While mass homicide and personal suicide appear to have nothing in common, in truth, they are nearly identical. They are both solutions to problems of perception: that life is too painful to endure and that state cannot be changed. The pain is permanent and the person’s capacity to endure it unchangeable. There is no possibility the suffering will end and no possibility the person will grow to be able to encompass the pain, tolerate it.

In the first case, death is seen as an end to the suffering. In the second, that suffering is communicated in the worst possible way.
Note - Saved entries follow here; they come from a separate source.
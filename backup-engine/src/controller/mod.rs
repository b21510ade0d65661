//! Operation controller.
//!
//! Accepts operations, runs them one at a time in FIFO order and drives each
//! through the [`TaskState`] machine. Every task gets a supervisor that owns
//! the state channel, holds the per-destination lock and runs post-operation
//! hooks; the operation itself runs in a separate worker task so abort can
//! cancel it at any await point.

pub mod hooks;
pub mod operations;
pub mod options;
pub mod task;
pub mod tracker;

use serde::Serialize;
use std::path::PathBuf;
use std::sync::Arc;
use tokio::sync::{oneshot, watch, Semaphore};
use tracing::{error, info, warn};
use uuid::Uuid;

use crate::destination::{Destination, DestinationLocks};
use crate::events::{EventBody, EventBus};
use crate::executor::{
    BackupExecutor, BackupResult, EngineContext, RestoreEngine, RestoreRequest, RestoreResult, RestoreSelection,
    RetentionEngine, RetentionReport,
};
use crate::registry::{ModuleRegistry, HOOK_MODULE};
use crate::report::WarningLog;
use crate::utils::errors::{EngineError, Result};
use hooks::{CommandHook, HookContext, OperationHook};
use operations::{CompactReport, ListReport, RepairReport, RetentionRule, TestReport};
use options::{EngineOptions, OptionValidator, RawOptions};
use task::{OperationKind, TaskControl, TaskState};
use tracker::TaskTracker;

/// Default number of backup points checked by [`Operation::Test`]
pub const DEFAULT_TEST_SAMPLES: usize = 1;

#[derive(Debug, Clone)]
pub enum Operation {
    Backup { sources: Vec<PathBuf> },
    Restore { selection: RestoreSelection, target: PathBuf },
    Delete(RetentionRule),
    List,
    Repair,
    Compact,
    Test { samples: usize },
}

impl Operation {
    pub fn kind(&self) -> OperationKind {
        match self {
            Operation::Backup { .. } => OperationKind::Backup,
            Operation::Restore { .. } => OperationKind::Restore,
            Operation::Delete(_) => OperationKind::Delete,
            Operation::List => OperationKind::List,
            Operation::Repair => OperationKind::Repair,
            Operation::Compact => OperationKind::Compact,
            Operation::Test { .. } => OperationKind::Test,
        }
    }
}

#[derive(Debug, Clone, Serialize)]
#[serde(tag = "operation", rename_all = "lowercase")]
pub enum OperationOutput {
    Backup(BackupResult),
    Restore(RestoreResult),
    Delete(RetentionReport),
    List(ListReport),
    Repair(RepairReport),
    Compact(CompactReport),
    Test(TestReport),
}

impl OperationOutput {
    pub fn warnings(&self) -> &WarningLog {
        match self {
            OperationOutput::Backup(r) => &r.warnings,
            OperationOutput::Restore(r) => &r.warnings,
            OperationOutput::Delete(r) => &r.warnings,
            OperationOutput::List(r) => &r.warnings,
            OperationOutput::Repair(r) => &r.warnings,
            OperationOutput::Compact(r) => &r.warnings,
            OperationOutput::Test(r) => &r.warnings,
        }
    }

    fn warnings_mut(&mut self) -> &mut WarningLog {
        match self {
            OperationOutput::Backup(r) => &mut r.warnings,
            OperationOutput::Restore(r) => &mut r.warnings,
            OperationOutput::Delete(r) => &mut r.warnings,
            OperationOutput::List(r) => &mut r.warnings,
            OperationOutput::Repair(r) => &mut r.warnings,
            OperationOutput::Compact(r) => &mut r.warnings,
            OperationOutput::Test(r) => &mut r.warnings,
        }
    }

    /// Whether the result covers less than was asked for.
    fn is_partial(&self) -> bool {
        match self {
            OperationOutput::Backup(r) => !r.complete,
            OperationOutput::Restore(r) => !r.complete,
            OperationOutput::Compact(r) => r.backup.as_ref().map_or(true, |b| !b.complete),
            _ => false,
        }
    }
}

/// Handle to a submitted operation.
pub struct TaskTicket {
    pub id: String,
    pub kind: OperationKind,
    state: watch::Receiver<TaskState>,
    outcome: oneshot::Receiver<Result<OperationOutput>>,
}

impl TaskTicket {
    pub fn state(&self) -> TaskState {
        *self.state.borrow()
    }

    /// Wait until the task reaches `state` or a terminal state.
    pub async fn wait_for_state(&mut self, state: TaskState) -> TaskState {
        let reached = self
            .state
            .wait_for(|s| *s == state || s.is_terminal())
            .await
            .map(|s| *s);
        reached.unwrap_or(TaskState::Failed)
    }

    /// Wait for the operation to finish and take its result.
    pub async fn wait(self) -> Result<OperationOutput> {
        self.outcome
            .await
            .map_err(|_| EngineError::Task("task supervisor ended without a result".into()))?
    }
}

/// Serializes operations against one destination.
#[derive(Clone)]
pub struct OperationController {
    destination: Arc<dyn Destination>,
    registry: Arc<ModuleRegistry>,
    raw_options: RawOptions,
    hooks: Vec<Arc<dyn OperationHook>>,
    events: EventBus,
    queue: Arc<Semaphore>,
    tracker: TaskTracker,
}

impl OperationController {
    pub fn new(destination: Arc<dyn Destination>, registry: Arc<ModuleRegistry>, raw_options: RawOptions) -> Self {
        Self {
            destination,
            registry,
            raw_options,
            hooks: Vec::new(),
            events: EventBus::new(),
            queue: Arc::new(Semaphore::new(1)),
            tracker: TaskTracker::new(),
        }
    }

    pub fn with_hook(mut self, hook: Arc<dyn OperationHook>) -> Self {
        self.hooks.push(hook);
        self
    }

    pub fn events(&self) -> &EventBus {
        &self.events
    }

    pub fn tracker(&self) -> &TaskTracker {
        &self.tracker
    }

    /// True when no task is running.
    pub fn is_idle(&self) -> bool {
        self.queue.available_permits() == 1
    }

    /// Queue an operation. It starts once every earlier task has finished.
    pub async fn submit(&self, operation: Operation) -> TaskTicket {
        let id = Uuid::new_v4().to_string();
        let kind = operation.kind();
        let control = TaskControl::new();
        let state = self.tracker.register(&id, kind, control.clone()).await;
        let (outcome_tx, outcome) = oneshot::channel();

        let supervisor = Supervisor {
            controller: self.clone(),
            id: id.clone(),
            kind,
            control,
            events: self.events.for_task(&id),
        };
        tokio::spawn(async move {
            let result = supervisor.run(operation).await;
            // The caller may have dropped the ticket
            let _ = outcome_tx.send(result);
        });

        info!("Queued {} task {}", kind, id);
        TaskTicket {
            id,
            kind,
            state,
            outcome,
        }
    }

    /// Submit and wait for the result.
    pub async fn run(&self, operation: Operation) -> Result<OperationOutput> {
        self.submit(operation).await.wait().await
    }

    pub async fn pause(&self, task_id: &str) -> bool {
        self.tracker.pause(task_id).await
    }

    pub async fn resume(&self, task_id: &str) -> bool {
        self.tracker.resume(task_id).await
    }

    pub async fn stop(&self, task_id: &str) -> bool {
        self.tracker.stop(task_id).await
    }

    pub async fn abort(&self, task_id: &str) -> bool {
        self.tracker.abort(task_id).await
    }
}

struct Supervisor {
    controller: OperationController,
    id: String,
    kind: OperationKind,
    control: TaskControl,
    events: EventBus,
}

impl Supervisor {
    async fn set_state(&self, state: TaskState) {
        if self.controller.tracker.transition(&self.id, state).await {
            self.events.emit(EventBody::StateChanged { state });
        }
    }

    async fn run(self, operation: Operation) -> Result<OperationOutput> {
        let token = self.control.cancellation_token();
        let permit = tokio::select! {
            permit = self.controller.queue.clone().acquire_owned() => permit
                .map_err(|e| EngineError::Task(format!("operation queue closed: {e}"))),
            _ = token.cancelled() => Err(EngineError::Aborted),
        };
        let _permit = match permit {
            Ok(p) => p,
            Err(e) => {
                self.set_state(TaskState::Aborted).await;
                self.finish(&Err(EngineError::Aborted)).await;
                return Err(e);
            }
        };

        self.set_state(TaskState::Running).await;
        if self.control.is_paused() {
            self.set_state(TaskState::Paused).await;
        }
        self.events.emit(EventBody::Started { kind: self.kind });

        let (options, option_warnings) =
            OptionValidator::new(&self.controller.registry).validate(&self.controller.raw_options);
        let hooks = self.hooks_for(&options);
        let temp_dir = options.temp_dir.clone();
        let result = self.execute(operation, options, option_warnings).await;

        let final_state = match &result {
            Ok(output) if output.is_partial() || self.control.is_stop_requested() => TaskState::Stopped,
            Ok(_) => TaskState::Completed,
            Err(EngineError::Aborted) => TaskState::Aborted,
            Err(_) => TaskState::Failed,
        };
        match &result {
            Ok(_) => info!("{} task {} finished: {}", self.kind, self.id, final_state),
            Err(e) => error!("{} task {} {}: {}", self.kind, self.id, final_state, e),
        }

        if let Ok(output) = &result {
            for warning in output.warnings().iter() {
                self.events.warning(warning);
            }
        }

        self.run_hooks(&hooks, final_state, &result, temp_dir).await;
        self.set_state(final_state).await;
        self.finish(&result).await;
        result
    }

    async fn finish(&self, result: &Result<OperationOutput>) {
        match result {
            Ok(_) => {
                let state = self.controller.tracker.state(&self.id).await.unwrap_or(TaskState::Completed);
                self.events.emit(EventBody::Completed { kind: self.kind, state });
            }
            Err(e) => self.events.emit(EventBody::Failed {
                kind: self.kind,
                error: e.to_string(),
            }),
        }
        self.controller.tracker.complete(&self.id).await;
    }

    /// Validate options, take the destination lock and run the worker.
    async fn execute(
        &self,
        operation: Operation,
        options: EngineOptions,
        option_warnings: WarningLog,
    ) -> Result<OperationOutput> {
        let controller = &self.controller;
        let ctx = EngineContext::new(controller.destination.clone(), controller.registry.clone(), options)?
            .with_events(self.events.clone())
            .with_control(self.control.clone());

        let _lock = if self.kind.needs_destination_lock() {
            let destination_id = controller.destination.id();
            Some(DestinationLocks::global().acquire(&destination_id).await)
        } else {
            None
        };

        let token = self.control.cancellation_token();
        let mut worker = tokio::spawn(dispatch(ctx, operation));
        controller.tracker.attach_worker(&self.id, worker.abort_handle()).await;

        let joined = tokio::select! {
            joined = &mut worker => joined,
            _ = token.cancelled() => {
                worker.abort();
                worker.await
            }
        };

        let mut output = joined??;
        let mut warnings = option_warnings;
        warnings.extend(std::mem::take(output.warnings_mut()));
        *output.warnings_mut() = warnings;
        Ok(output)
    }

    /// Registered hooks plus the `run-script-after` command, unless its module is disabled.
    fn hooks_for(&self, options: &EngineOptions) -> Vec<Arc<dyn OperationHook>> {
        let mut hooks = self.controller.hooks.clone();
        if !options.disabled_modules.contains(HOOK_MODULE) {
            if let Some(hook) = CommandHook::from_options(options) {
                hooks.push(Arc::new(hook));
            }
        }
        hooks
    }

    async fn run_hooks(
        &self,
        hooks: &[Arc<dyn OperationHook>],
        state: TaskState,
        result: &Result<OperationOutput>,
        temp_dir: Option<PathBuf>,
    ) {
        if hooks.is_empty() {
            return;
        }

        let context = HookContext {
            task_id: self.id.clone(),
            operation: self.kind,
            state,
            destination: self.controller.destination.id(),
            error: result.as_ref().err().map(|e| e.to_string()),
            warnings: result.as_ref().map(|o| o.warnings().len()).unwrap_or(0),
            temp_dir,
        };
        for hook in hooks {
            if let Err(e) = hook.after_operation(&context).await {
                warn!("Hook {} failed: {}", hook.name(), e);
            }
        }
    }
}

/// Run one operation on a prepared context.
async fn dispatch(ctx: EngineContext, operation: Operation) -> Result<OperationOutput> {
    let options = ctx.options.clone();
    match operation {
        Operation::Backup { sources } => Ok(OperationOutput::Backup(
            BackupExecutor::new(ctx).execute(&sources).await?,
        )),
        Operation::Restore { selection, target } => {
            let request = RestoreRequest {
                selection,
                target,
                overwrite: options.overwrite,
                filter: ctx.filter()?,
            };
            Ok(OperationOutput::Restore(RestoreEngine::new(&ctx).run(&request).await?))
        }
        Operation::Delete(rule) => {
            let policy = rule.resolve(chrono::Utc::now())?;
            Ok(OperationOutput::Delete(
                RetentionEngine::new(&ctx).run(policy, options.force).await?,
            ))
        }
        Operation::List => Ok(OperationOutput::List(operations::list(&ctx).await?)),
        Operation::Repair => Ok(OperationOutput::Repair(operations::repair(&ctx, options.force).await?)),
        Operation::Compact => Ok(OperationOutput::Compact(operations::compact(&ctx).await?)),
        Operation::Test { samples } => Ok(OperationOutput::Test(
            operations::verify_samples(&ctx, samples).await?,
        )),
    }
}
And if we want fewer suicides, fewer homicides, we can attempt to reach those ends with legislation. Forbid physician-assisted suicide. Make therapists and psychiatrists liable for the actions of their patients and clients. Make it possible to sue schools and school districts for the homicides perpetrated on their grounds the way you can sue a property owner when you slip and fall on their property.

Ban guns. Limit clip sizes. Background check gun owners.

But people who want to kill themselves can always find a way. And people who want to kill other people, well, they can always get firearms. The law has little to do with it, in the end.

If we want fewer suicides, we need more lives of meaning and engagement. If we want fewer homicides, we need the same thing. Equity if not equality. The meritocracy we claim to be: if you work hard and follow the rules, you can make good. In the richest country in the world, we can afford health care for everyone, easily, without even inconveniencing our richest citizens and without making poor people dependent weaklings. We can treat workers as valued people rather than as commodities. Make an effort to equalize educational opportunities—treat education and training as public goods rather than ways to exploit the poor.

The world of everything-for-profit creates throw-away people along with disposable containers, disposable cameras, disposable clothing… self-reliance means it’s acceptable for rich folk and especially rich white folk to wield disproportionate power while the rest of us blame ourselves for our poverty. Feel like burdens on our families when our poverty-derived illnesses become terminal because we could not afford early detection, quality treatment. Feel like drags on society when we need our daughters to take care of ourselves when a rich person could just pay someone.

In all ways we are disempowered in the modern world and it must be shocking, disgusting, revolting when we see people seek that power through violence—but at the same time that must be totally unsurprising.

Advocate for death with dignity. Go on, I support you. I believe strongly that you are right. But first, consider advocating for life with dignity.